Harvard Law School
Benjamin Eidelson is an Assistant Professor of Law at Harvard Law School. His writing focuses on the interplay of moral principles and legal rules, with a particular focus on contending conceptions of equality and respect. He works primarily in constitutional law, antidiscrimination law, and legal theory.
Eidelson’s most recent project examines the idea of “treating people as individuals” in equal protection doctrine. His first book, Discrimination and Disrespect, based on his doctoral dissertation in philosophy, develops an account of wrongful discrimination rooted in the moral demands of respect for persons. He has also written on the legality of age discrimination in allocating organs for transplant, the parallels between claims of religious freedom and sexual autonomy, and the complex relationship between the Senate filibuster and the principle of majority rule.
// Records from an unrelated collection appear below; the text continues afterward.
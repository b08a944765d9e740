use crate::error::Result;
use async_trait::async_trait;

pub mod etcd;
pub use etcd::EtcdStore;

/// Hierarchical key/value namespace that backs the DNS resolver.
#[async_trait]
pub trait RecordStore: Send + Sync {
    /// Creates or replaces `key`. Records carry no TTL.
    async fn set(&self, key: &str, value: &str) -> Result<()>;

    /// Removes `key`. Deleting a missing key succeeds.
    async fn delete(&self, key: &str) -> Result<()>;
}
Professor Eidelson graduated summa cum laude from Yale College and received his D.Phil. and B.Phil. in Philosophy from Oxford University, where he studied as a Rhodes Scholar and was awarded the Gilbert Ryle Prize. He then earned his J.D. from Yale Law School, where he served as the Editor-in-Chief of the Yale Law Journal and as a Student Director of the Supreme Court Advocacy Clinic. After law school, he clerked for Chief Judge Merrick B. Garland of the U.S. Court of Appeals for the D.C. Circuit and for Justice Elena Kagan of the U.S. Supreme Court. Before coming to Harvard, he worked as a litigator at Jenner & Block LLP, where his matters included challenges to the rescission of the Deferred Action for Childhood Arrivals (DACA) program, the State Department’s interpretation of President Trump’s “travel ban,” and the ban on military service by transgender individuals.